(PROVIDED RECORDS begins)

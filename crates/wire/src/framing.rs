// SPDX-License-Identifier: BUSL-1.1
// Copyright (c) 2026 Joborc Contributors

//! Length-prefixed JSON framing for the daemon's local control socket.
//!
//! Wire format: 4-byte big-endian length prefix + JSON payload. Kept from
//! the IPC protocol this crate's predecessor used for CLI-to-daemon
//! control messages; the HTTP read API (`dto.rs`) is the primary external
//! interface (§6.3), but a local control socket still needs a framing
//! scheme for submitting definitions and issuing admin commands.

use serde::Serialize;
use tokio::io::{AsyncRead, AsyncReadExt, AsyncWrite, AsyncWriteExt};

use crate::error::ProtocolError;

/// Frames larger than this are rejected rather than read into memory.
pub const MAX_FRAME_BYTES: u32 = 64 * 1024 * 1024;

/// Serializes `value` to JSON without a length prefix.
pub fn encode<T: Serialize>(value: &T) -> Result<Vec<u8>, ProtocolError> {
    Ok(serde_json::to_vec(value)?)
}

/// Deserializes a JSON payload (no length prefix expected).
pub fn decode<T: serde::de::DeserializeOwned>(bytes: &[u8]) -> Result<T, ProtocolError> {
    Ok(serde_json::from_slice(bytes)?)
}

/// Writes `payload` with a 4-byte big-endian length prefix.
pub async fn write_message<W: AsyncWrite + Unpin>(
    writer: &mut W,
    payload: &[u8],
) -> Result<(), ProtocolError> {
    let len = u32::try_from(payload.len()).map_err(|_| ProtocolError::FrameTooLarge(u32::MAX))?;
    writer.write_all(&len.to_be_bytes()).await?;
    writer.write_all(payload).await?;
    writer.flush().await?;
    Ok(())
}

/// Reads one length-prefixed frame, rejecting anything over [`MAX_FRAME_BYTES`].
pub async fn read_message<R: AsyncRead + Unpin>(reader: &mut R) -> Result<Vec<u8>, ProtocolError> {
    let mut len_buf = [0u8; 4];
    reader.read_exact(&mut len_buf).await?;
    let len = u32::from_be_bytes(len_buf);
    if len > MAX_FRAME_BYTES {
        return Err(ProtocolError::FrameTooLarge(len));
    }
    let mut payload = vec![0u8; len as usize];
    reader.read_exact(&mut payload).await?;
    Ok(payload)
}

#[cfg(test)]
#[path = "framing_tests.rs"]
mod tests;
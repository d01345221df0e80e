// SPDX-License-Identifier: BUSL-1.1
// Copyright (c) 2026 Joborc Contributors

//! Local control socket (§3.5, §4.8, SUPPLEMENTED FEATURES): accepts one
//! framed [`ControlRequest`] per connection and replies with a
//! [`ControlResponse`], following the teacher's length-prefixed,
//! Unix-socket IPC shape but carrying a single request type — submitting a
//! Job Definition — rather than the teacher's full query/event protocol.

use std::path::{Path, PathBuf};
use std::sync::Arc;

use joborc_core::Clock;
use joborc_engine::DefinitionOrchestrator;
use joborc_wire::{read_message, write_message, ControlRequest, ControlResponse};
use tokio::net::{UnixListener, UnixStream};
use tokio::sync::watch;

/// Removes a stale socket file left behind by an unclean shutdown, then
/// binds fresh. Matches the teacher's own cleanup-before-bind convention.
pub fn bind(socket_path: &Path) -> std::io::Result<UnixListener> {
    if socket_path.exists() {
        std::fs::remove_file(socket_path)?;
    }
    UnixListener::bind(socket_path)
}

/// Accepts connections until `shutdown_rx` fires, handling each serially —
/// this socket only ever sees one CLI invocation at a time in practice, so
/// there is no need for the Job Processor's concurrency.
pub async fn serve<C: Clock + 'static>(
    listener: UnixListener,
    socket_path: PathBuf,
    orchestrator: Arc<DefinitionOrchestrator<C>>,
    mut shutdown_rx: watch::Receiver<bool>,
) {
    loop {
        tokio::select! {
            accepted = listener.accept() => {
                match accepted {
                    Ok((stream, _addr)) => {
                        let orchestrator = orchestrator.clone();
                        tokio::spawn(async move {
                            if let Err(error) = handle_connection(stream, &orchestrator).await {
                                tracing::warn!(%error, "control socket connection failed");
                            }
                        });
                    }
                    Err(error) => tracing::warn!(%error, "control socket accept failed"),
                }
            }
            _ = shutdown_rx.changed() => {
                if *shutdown_rx.borrow() {
                    break;
                }
            }
        }
    }
    let _ = std::fs::remove_file(&socket_path);
}

async fn handle_connection<C: Clock + 'static>(
    mut stream: UnixStream,
    orchestrator: &DefinitionOrchestrator<C>,
) -> Result<(), joborc_wire::ProtocolError> {
    let payload = read_message(&mut stream).await?;
    let request: ControlRequest = joborc_wire::decode(&payload)?;

    let response = match request {
        ControlRequest::Submit { source } => match joborc_runbook::parse(&source) {
            Ok(definition) => match orchestrator.launch(&definition).await {
                Ok(root_id) => ControlResponse::Submitted { root_id: root_id.as_str().to_string() },
                Err(error) => ControlResponse::Error { message: error.to_string() },
            },
            Err(error) => ControlResponse::Error { message: error.to_string() },
        },
    };

    let bytes = joborc_wire::encode(&response)?;
    write_message(&mut stream, &bytes).await
}

#[cfg(test)]
#[path = "control_tests.rs"]
mod tests;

(PROVIDED RECORDS ends)

## DIRECTIONS
In the data above, which lines include "teacher"? Return those lines.

## OUTPUT FOR THIS EXERCISE
//! [`ControlResponse`], following the teacher's length-prefixed,
//! Job Definition — rather than the teacher's full query/event protocol.
/// binds fresh. Matches the teacher's own cleanup-before-bind convention.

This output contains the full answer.